One player Crean singled out his praise for was sophomore Juwan Morgan. The last several weeks have been perhaps the best of Morgan’s Hoosier career.
Morgan followed up a stellar night against North Carolina with consecutive games where he lit up the stat sheet, putting up double-digit scoring totals while dishing dimes, swatting shots, and grabbing offensive boards.
Crean, however, said Morgan’s contributions go far beyond the box score.
“(Morgan’s teammates) are not only dependent on his abilities and his personality, they’ve become dependent on his execution and they feel comfortable with him out there,” Crean said. “He’s going to make plays, get big rebounds, be a part of big stops. He moves the ball well. That just brings a comfort level to guys that makes it even easier for me to say what needs to be said when it needs to be said.”
Letting leaders develop
Crean has taken time in the majority of media availabilities to talk about the need for leadership, and Thursday was no different. Over the last few games, Crean says he has been letting different players address the team during timeouts.
“It’s something that’s just a spontaneous thing. As a coach you just try and find those moments where they can impact a team. It’s not like you can come in with a plan of how you can make a player a better leader. You’ve gotta react to what the moment is. At times it’s great to be proactive with it, but it’s more the reaction and the feel of it.”

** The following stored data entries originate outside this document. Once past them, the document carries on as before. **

use std::sync::Arc;

use anyhow::{Context, Result, bail};
use clap::{Parser, Subcommand};
use rust_decimal::Decimal;
use tracing::info;

use shelfwatch::config::AppConfig;
use shelfwatch::extraction::ProductExtractor;
use shelfwatch::fetcher::{HttpFetcher, PageFetcher};
use shelfwatch::ingest::IngestService;
use shelfwatch::models::{NewTrackedItem, TrackedItem};
use shelfwatch::notifications::{alert::sink_from_config, format_price};
use shelfwatch::storage::{Database, tracking, variants};
use shelfwatch::tracker::{CheckNowOutcome, TrackingService};

#[derive(Parser)]
#[command(name = "shelfwatch", about = "Track prices and stock on product pages")]
struct Cli {
    #[command(subcommand)]
    command: Command,
}

#[derive(Subcommand)]
enum Command {
    /// Fetch a product page, store what it says, and start tracking it
    Add {
        url: String,
        #[arg(long, default_value = "local")]
        user: String,
        /// Notify when the price reaches this value
        #[arg(long)]
        target_price: Option<Decimal>,
    },
    /// Re-check one variant right now
    Check {
        variant_id: String,
        #[arg(long, default_value = "local")]
        user: String,
    },
    /// Check every variant anyone actively tracks
    Sweep {
        #[arg(long)]
        concurrency: Option<usize>,
    },
}

#[tokio::main]
async fn main() -> Result<()> {
    dotenvy::dotenv().ok();

    // Initialize tracing; the guard keeps the file writer flushing until exit
    let _log_guard = init_tracing()?;

    let cli = Cli::parse();
    let config = AppConfig::from_env().context("Failed to load configuration")?;

    if config.metrics.enabled {
        metrics_exporter_prometheus::PrometheusBuilder::new()
            .with_http_listener(([0, 0, 0, 0], config.metrics.port))
            .install()
            .context("Failed to start metrics exporter")?;
        info!("Metrics exporter listening on port {}", config.metrics.port);
    }

    let db = Database::connect(&config.database)
        .await
        .context("Failed to open database")?;
    db.migrate().await.context("Failed to run migrations")?;

    match cli.command {
        Command::Add {
            url,
            user,
            target_price,
        } => add(&db, &config, &url, &user, target_price).await,
        Command::Check { variant_id, user } => check(db, &config, &variant_id, &user).await,
        Command::Sweep { concurrency } => sweep(db, &config, concurrency).await,
    }
}

async fn add(
    db: &Database,
    config: &AppConfig,
    url: &str,
    user: &str,
    target_price: Option<Decimal>,
) -> Result<()> {
    info!("Adding {}", url);

    let fetcher = HttpFetcher::new(config.fetcher.clone())?;
    let fetch = fetcher.fetch(url).await?;
    if !fetch.success {
        bail!(
            "Could not fetch {}: {}",
            url,
            fetch.error.unwrap_or_else(|| "no markup returned".to_string())
        );
    }
    let markup = fetch.markup.unwrap_or_default();

    let extractor = ProductExtractor::new(&config.extraction);
    let shell = extractor.extract(&fetch.final_url, &markup)?;
    for note in &shell.notes {
        tracing::debug!("Extraction note: {}", note);
    }

    let outcome = IngestService::new(db.clone()).ingest(&shell, url).await?;
    let product_name = outcome.product.name.as_deref().unwrap_or(url);
    println!(
        "Added {} with {} variant(s)",
        product_name,
        outcome.variants.len()
    );

    let Some(variant) = outcome.variants.first() else {
        bail!("No variant was stored for {url}");
    };

    let mut conn = db.acquire().await?;
    let existing = tracking::find_by_user_and_variant(&mut conn, user, &variant.id).await?;
    match existing {
        Some(item) => println!("Already tracking as item {}", item.id),
        None => {
            let item = TrackedItem::new(NewTrackedItem {
                user_id: user.to_string(),
                variant_id: variant.id.clone(),
                target_price,
                notify_on_price_drop: None,
                price_drop_percent: None,
                notify_on_back_in_stock: None,
                notify_on_any_stock_change: None,
            });
            tracking::insert(&mut conn, &item).await?;
            println!("Tracking variant {} as item {}", variant.id, item.id);
        }
    }

    if let Some(price) = variant.current_price {
        println!(
            "Current price: {}",
            format_price(price, variant.currency.as_deref())
        );
    }
    if let Some(status) = variant.current_stock_status {
        println!("Stock: {}", status.as_str());
    }

    Ok(())
}

async fn check(db: Database, config: &AppConfig, variant_id: &str, user: &str) -> Result<()> {
    let service = build_service(db, config)?;

    match service.check_now(user, variant_id).await? {
        CheckNowOutcome::RateLimited => {
            println!("Checked too recently, try again in a minute");
        }
        CheckNowOutcome::Checked(result) => {
            println!("Outcome: {}", result.outcome.as_str());
            if let (Some(old), Some(new)) = (result.price_delta.old, result.price_delta.new) {
                if old != new {
                    println!("Price: {} -> {}", old, new);
                }
            }
            if result.stock_delta.changed() {
                println!(
                    "Stock: {:?} -> {:?}",
                    result.stock_delta.old_status, result.stock_delta.new_status
                );
            }
            println!(
                "{} notification(s), {} alert(s)",
                result.notifications_created, result.alerts_sent
            );
        }
    }

    Ok(())
}

async fn sweep(db: Database, config: &AppConfig, concurrency: Option<usize>) -> Result<()> {
    let ids = {
        let mut conn = db.acquire().await?;
        variants::list_tracked_ids(&mut conn).await?
    };
    if ids.is_empty() {
        println!("Nothing is being tracked yet");
        return Ok(());
    }

    let service = build_service(db, config)?;
    let batch = service
        .track_variants(&ids, concurrency.unwrap_or(config.tracking.concurrency))
        .await;

    println!(
        "Swept {} variant(s): {} succeeded, {} failed",
        batch.total, batch.succeeded, batch.failed
    );
    for (id, result) in &batch.results {
        if let Err(e) = result {
            println!("  {id}: {e}");
        }
    }

    Ok(())
}

fn build_service(db: Database, config: &AppConfig) -> Result<TrackingService> {
    let fetcher: Arc<dyn PageFetcher> = Arc::new(HttpFetcher::new(config.fetcher.clone())?);
    let alert_sink = Arc::from(sink_from_config(&config.alerts));
    Ok(TrackingService::new(db, fetcher, alert_sink, config))
}

/// Logs to a daily-rolling file when SHELFWATCH_LOG_DIR is set, otherwise to
/// stdout.
fn init_tracing() -> Result<Option<tracing_appender::non_blocking::WorkerGuard>> {
    let filter = tracing_subscriber::EnvFilter::from_default_env()
        .add_directive("shelfwatch=debug".parse()?);

    match std::env::var("SHELFWATCH_LOG_DIR") {
        Ok(dir) if !dir.is_empty() => {
            let (writer, guard) = tracing_appender::non_blocking(
                tracing_appender::rolling::daily(dir, "shelfwatch.log"),
            );
            tracing_subscriber::fmt()
                .with_env_filter(filter)
                .with_writer(writer)
                .with_ansi(false)
                .init();
            Ok(Some(guard))
        }
        _ => {
            tracing_subscriber::fmt().with_env_filter(filter).init();
            Ok(None)
        }
    }
}
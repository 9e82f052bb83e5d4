use chrono::{DateTime, Utc};
use serde::{Deserialize, Serialize};
use sqlx::FromRow;

use crate::models::{NotificationKind, generate_id};

/// Durable notification record. Write once, read many; there is no update
/// path on purpose.
#[derive(Debug, Clone, Serialize, Deserialize, FromRow, PartialEq)]
pub struct Notification {
    pub id: String,
    pub tracked_item_id: String,
    pub user_id: String,
    pub variant_id: String,
    pub kind: NotificationKind,
    pub title: String,
    pub body: String,
    pub metadata_json: Option<String>,
    pub created_at: DateTime<Utc>,
}

impl Notification {
    pub fn new(
        tracked_item_id: String,
        user_id: String,
        variant_id: String,
        kind: NotificationKind,
        title: String,
        body: String,
        metadata: Option<serde_json::Value>,
    ) -> Self {
        Self {
            id: generate_id(),
            tracked_item_id,
            user_id,
            variant_id,
            kind,
            title,
            body,
            metadata_json: metadata.as_ref().and_then(|m| serde_json::to_string(m).ok()),
            created_at: Utc::now(),
        }
    }

    pub fn metadata(&self) -> Option<serde_json::Value> {
        self.metadata_json
            .as_deref()
            .and_then(|raw| serde_json::from_str(raw).ok())
    }
}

After a relatively quiet start to his freshman season, De’Ron Davis’ has quickly become a crucial part of Indiana’s rotation. Over his last three games, Davis is shooting 63 percent from the floor and is averaging three offensive boards and 1.7 blocks per contest.

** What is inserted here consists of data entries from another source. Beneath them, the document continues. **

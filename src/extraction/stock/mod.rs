//! Stock extraction: structured data, then DOM signals, then text phrases.
//!
//! Every shell carries the deciding strategy, a confidence score, a
//! machine-checkable reason and the evidence that produced it. Evidence is
//! scrubbed of secret-like tokens here, at the engine boundary, so no
//! strategy can leak a header or cookie into logs or storage.

pub mod dom;
pub mod heuristic;
pub mod structured;

use std::sync::OnceLock;

use regex::Regex;
use serde::{Deserialize, Serialize};

use crate::config::ExtractionConfig;
use crate::extraction::context::ExtractionContext;
use crate::extraction::strategy::{ExtractionStrategy, StrategyRun, first_match};
use crate::models::StockStatus;

/// Quantities at or below this read as low stock rather than in stock.
pub(crate) const LOW_STOCK_THRESHOLD: i64 = 5;

#[derive(Debug, Clone, Copy, PartialEq, Eq, Serialize, Deserialize)]
#[serde(rename_all = "snake_case")]
pub enum StockReason {
    SchemaAvailability,
    AvailabilityField,
    AddToCartPresent,
    PurchaseControlDisabled,
    ExplicitStockText,
    QuantityRemaining,
    PreorderText,
    UnrecognizedText,
}

impl StockReason {
    pub fn as_str(&self) -> &'static str {
        match self {
            StockReason::SchemaAvailability => "schema_availability",
            StockReason::AvailabilityField => "availability_field",
            StockReason::AddToCartPresent => "add_to_cart_present",
            StockReason::PurchaseControlDisabled => "purchase_control_disabled",
            StockReason::ExplicitStockText => "explicit_stock_text",
            StockReason::QuantityRemaining => "quantity_remaining",
            StockReason::PreorderText => "preorder_text",
            StockReason::UnrecognizedText => "unrecognized_text",
        }
    }
}

#[derive(Debug, Clone, Serialize, PartialEq)]
pub struct StockShell {
    pub status: StockStatus,
    pub quantity: Option<i64>,
    pub strategy: &'static str,
    pub confidence: u8,
    pub reason: StockReason,
    pub evidence: Vec<String>,
    pub raw_status: Option<String>,
}

pub struct StockEngine {
    strategies: Vec<Box<dyn ExtractionStrategy<Output = StockShell>>>,
}

impl StockEngine {
    pub fn new(config: &ExtractionConfig) -> Self {
        Self {
            strategies: vec![
                Box::new(structured::StructuredDataStock::new(config.max_blob_depth)),
                Box::new(dom::DomStock::new()),
                Box::new(heuristic::HeuristicStock::new()),
            ],
        }
    }

    pub fn extract(&self, ctx: &ExtractionContext) -> StrategyRun<StockShell> {
        let mut run = first_match(&self.strategies, ctx);
        if let Some(shell) = &mut run.result {
            scrub_evidence(&mut shell.evidence);
            shell.confidence = shell.confidence.min(100);
        }
        run
    }
}

pub(crate) struct StatusClassification {
    pub status: StockStatus,
    pub quantity: Option<i64>,
    pub reason: StockReason,
}

// Order matters below: low-stock phrases are checked before out-of-stock so
// "almost sold out" reads as low, and out-of-stock before in-stock so
// "currently unavailable" never matches on "available".
pub(crate) const LOW_PHRASES: &[&str] = &[
    "low stock", "low in stock", "only a few left", "few left", "almost gone", "limited stock",
    "limited availability", "last one", "last few", "selling fast", "almost sold out",
];

pub(crate) const OUT_PHRASES: &[&str] = &[
    "out of stock", "out-of-stock", "outofstock", "sold out", "sold-out", "soldout",
    "currently unavailable", "temporarily unavailable", "unavailable", "no longer available",
    "notify me when", "email when available", "back in stock soon",
];

pub(crate) const PREORDER_PHRASES: &[&str] = &[
    "pre-order", "preorder", "pre order", "back-order", "backorder", "back order",
    "backordered", "coming soon",
];

pub(crate) const IN_PHRASES: &[&str] = &[
    "in stock", "instock", "in-stock", "add to cart", "add to bag", "add to basket", "buy now",
    "ready to ship", "ships today", "ships within", "order now", "available",
];

fn quantity_re() -> &'static Regex {
    static RE: OnceLock<Regex> = OnceLock::new();
    RE.get_or_init(|| {
        Regex::new(r"(?i)\bonly\s+(\d{1,4})\s+left\b|\b(\d{1,4})\s+(?:left in stock|left|remaining|in stock|available)\b")
            .unwrap()
    })
}

pub(crate) fn status_from_quantity(quantity: i64) -> StockStatus {
    if quantity <= 0 {
        StockStatus::OutOfStock
    } else if quantity <= LOW_STOCK_THRESHOLD {
        StockStatus::LowStock
    } else {
        StockStatus::InStock
    }
}

/// Maps availability text to a status: schema.org URIs first, then a
/// remaining-quantity pattern, then the phrase tables. `None` means the text
/// carries no stock signal at all.
pub(crate) fn classify_status_text(text: &str) -> Option<StatusClassification> {
    let lowered = text.trim().to_lowercase();
    if lowered.is_empty() {
        return None;
    }

    if let Some(pos) = lowered.find("schema.org/") {
        let suffix = lowered[pos..]
            .rsplit('/')
            .next()
            .unwrap_or_default()
            .trim_end_matches(|c: char| !c.is_ascii_alphanumeric());
        let status = match suffix {
            "instock" | "instoreonly" | "onlineonly" => StockStatus::InStock,
            "outofstock" | "soldout" | "discontinued" => StockStatus::OutOfStock,
            "preorder" | "presale" | "backorder" => StockStatus::Preorder,
            "limitedavailability" => StockStatus::LowStock,
            _ => StockStatus::Unknown,
        };
        return Some(StatusClassification {
            status,
            quantity: None,
            reason: StockReason::SchemaAvailability,
        });
    }

    if let Some(caps) = quantity_re().captures(&lowered) {
        let quantity = caps
            .get(1)
            .or_else(|| caps.get(2))
            .and_then(|m| m.as_str().parse::<i64>().ok());
        if let Some(quantity) = quantity {
            return Some(StatusClassification {
                status: status_from_quantity(quantity),
                quantity: Some(quantity),
                reason: StockReason::QuantityRemaining,
            });
        }
    }

    for (phrases, status, reason) in [
        (LOW_PHRASES, StockStatus::LowStock, StockReason::ExplicitStockText),
        (OUT_PHRASES, StockStatus::OutOfStock, StockReason::ExplicitStockText),
        (PREORDER_PHRASES, StockStatus::Preorder, StockReason::PreorderText),
        (IN_PHRASES, StockStatus::InStock, StockReason::ExplicitStockText),
    ] {
        if phrases.iter().any(|p| lowered.contains(p)) {
            return Some(StatusClassification {
                status,
                quantity: None,
                reason,
            });
        }
    }

    None
}

fn secret_re() -> &'static Regex {
    static RE: OnceLock<Regex> = OnceLock::new();
    RE.get_or_init(|| {
        Regex::new(
            r#"(?i)bearer\s+[a-z0-9._~+/=-]{8,}|(?:api[_-]?key|access[_-]?token|auth[_-]?token|session[_-]?(?:id|token)|sessionid|csrf[_-]?token|x-api-key|authorization|password|secret|token)\s*[=:]\s*"?[a-z0-9._~+/=-]{6,}"?|(?:cookie|set-cookie)\s*[:=]\s*[^;"']{6,}"#,
        )
        .unwrap()
    })
}

/// Replaces secret-like spans in evidence snippets. Runs once per shell at
/// the engine boundary.
pub(crate) fn scrub_evidence(evidence: &mut Vec<String>) {
    for snippet in evidence.iter_mut() {
        if secret_re().is_match(snippet) {
            *snippet = secret_re().replace_all(snippet, "[redacted]").into_owned();
        }
    }
}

Fellow big man Thomas Bryant said he’s been impressed with Davis’ recent play, and loves his footwork and tenacity in the post.

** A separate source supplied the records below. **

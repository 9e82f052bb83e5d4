use chrono::{DateTime, Duration, Utc};
use rust_decimal::Decimal;
use serde::{Deserialize, Serialize};

use crate::models::{StockStatus, generate_id};

/// A user's subscription to change notifications for one variant.
#[derive(Debug, Clone, Serialize, Deserialize, PartialEq)]
pub struct TrackedItem {
    pub id: String,
    pub user_id: String,
    pub variant_id: String,

    // Notification preferences
    pub target_price: Option<Decimal>,
    pub notify_on_price_drop: bool,
    pub price_drop_percent: f64,
    pub notify_on_back_in_stock: bool,
    pub notify_on_any_stock_change: bool,
    pub active: bool,

    // Notification/alert bookkeeping
    pub last_notified_at: Option<DateTime<Utc>>,
    pub last_alerted_at: Option<DateTime<Utc>>,

    // Denormalized last-check view, updated on every completed check
    pub last_checked_at: Option<DateTime<Utc>>,
    pub last_price: Option<Decimal>,
    pub last_stock_status: Option<StockStatus>,

    // Metadata
    pub created_at: DateTime<Utc>,
    pub updated_at: DateTime<Utc>,
}

#[derive(Debug, Clone, Serialize, Deserialize)]
pub struct NewTrackedItem {
    pub user_id: String,
    pub variant_id: String,
    pub target_price: Option<Decimal>,
    pub notify_on_price_drop: Option<bool>,
    pub price_drop_percent: Option<f64>,
    pub notify_on_back_in_stock: Option<bool>,
    pub notify_on_any_stock_change: Option<bool>,
}

#[derive(Debug, Clone, Default, Serialize, Deserialize)]
pub struct UpdateTrackedItem {
    pub target_price: Option<Decimal>,
    pub notify_on_price_drop: Option<bool>,
    pub price_drop_percent: Option<f64>,
    pub notify_on_back_in_stock: Option<bool>,
    pub notify_on_any_stock_change: Option<bool>,
    pub active: Option<bool>,
}

impl TrackedItem {
    pub fn new(new_item: NewTrackedItem) -> Self {
        let now = Utc::now();
        Self {
            id: generate_id(),
            user_id: new_item.user_id,
            variant_id: new_item.variant_id,
            target_price: new_item.target_price,
            notify_on_price_drop: new_item.notify_on_price_drop.unwrap_or(true),
            price_drop_percent: new_item.price_drop_percent.unwrap_or(0.0),
            notify_on_back_in_stock: new_item.notify_on_back_in_stock.unwrap_or(true),
            notify_on_any_stock_change: new_item.notify_on_any_stock_change.unwrap_or(false),
            active: true,
            last_notified_at: None,
            last_alerted_at: None,
            last_checked_at: None,
            last_price: None,
            last_stock_status: None,
            created_at: now,
            updated_at: now,
        }
    }

    pub fn update(&mut self, update: UpdateTrackedItem) {
        if let Some(target_price) = update.target_price {
            self.target_price = Some(target_price);
        }
        if let Some(notify_on_price_drop) = update.notify_on_price_drop {
            self.notify_on_price_drop = notify_on_price_drop;
        }
        if let Some(price_drop_percent) = update.price_drop_percent {
            self.price_drop_percent = price_drop_percent;
        }
        if let Some(notify_on_back_in_stock) = update.notify_on_back_in_stock {
            self.notify_on_back_in_stock = notify_on_back_in_stock;
        }
        if let Some(notify_on_any_stock_change) = update.notify_on_any_stock_change {
            self.notify_on_any_stock_change = notify_on_any_stock_change;
        }
        if let Some(active) = update.active {
            self.active = active;
        }

        self.updated_at = Utc::now();
    }

    /// Updates the denormalized last-check view. Runs on every completed
    /// check, whether or not a notification fired.
    pub fn record_check(
        &mut self,
        price: Option<Decimal>,
        status: Option<StockStatus>,
        at: DateTime<Utc>,
    ) {
        self.last_checked_at = Some(at);
        if price.is_some() {
            self.last_price = price;
        }
        if status.is_some() {
            self.last_stock_status = status;
        }
        self.updated_at = at;
    }

    /// Cooldown gate for outward alerts.
    pub fn alert_allowed(&self, now: DateTime<Utc>, cooldown: Duration) -> bool {
        match self.last_alerted_at {
            Some(last) => now - last >= cooldown,
            None => true,
        }
    }
}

“He’s a big body down there so he knows how to move and use his ankles to the best of his abilities down there (in the post),” Bryant said. “He doesn’t just give up on anything. If he doesn’t get it the first time, he’ll go back and post up a second and third time and go in there and get the rebound as well.”
Bryant also discussed the time he’s spent alongside Davis in the front court, saying it’s allowed the duo to showcase their passing abilities when defenses hone in on the post, giving the guards space to roam and attack.
Crean didn’t provide much in the way of an update when it came to the status of OG Anunoby, who has not played since suffering a high ankle sprain in the victory over UNC on Nov. 30.
“He’s definitely improving,” Crean said. “It’s still too early to tell for us when he’ll be back. He just continues to rehabilitate. Does a little bit more at times. It’s still truly a day-to-day type deal.”
Crean did go on to say that while Anunoby is not involved in scrimmages or other strenuous activities, he hasn’t become any less engaged.
“It’s not like he’s in another room while we’re practicing,” Crean said. “We have a daily plan for him and he’s a part of the team whether he’s involved in the action or not.”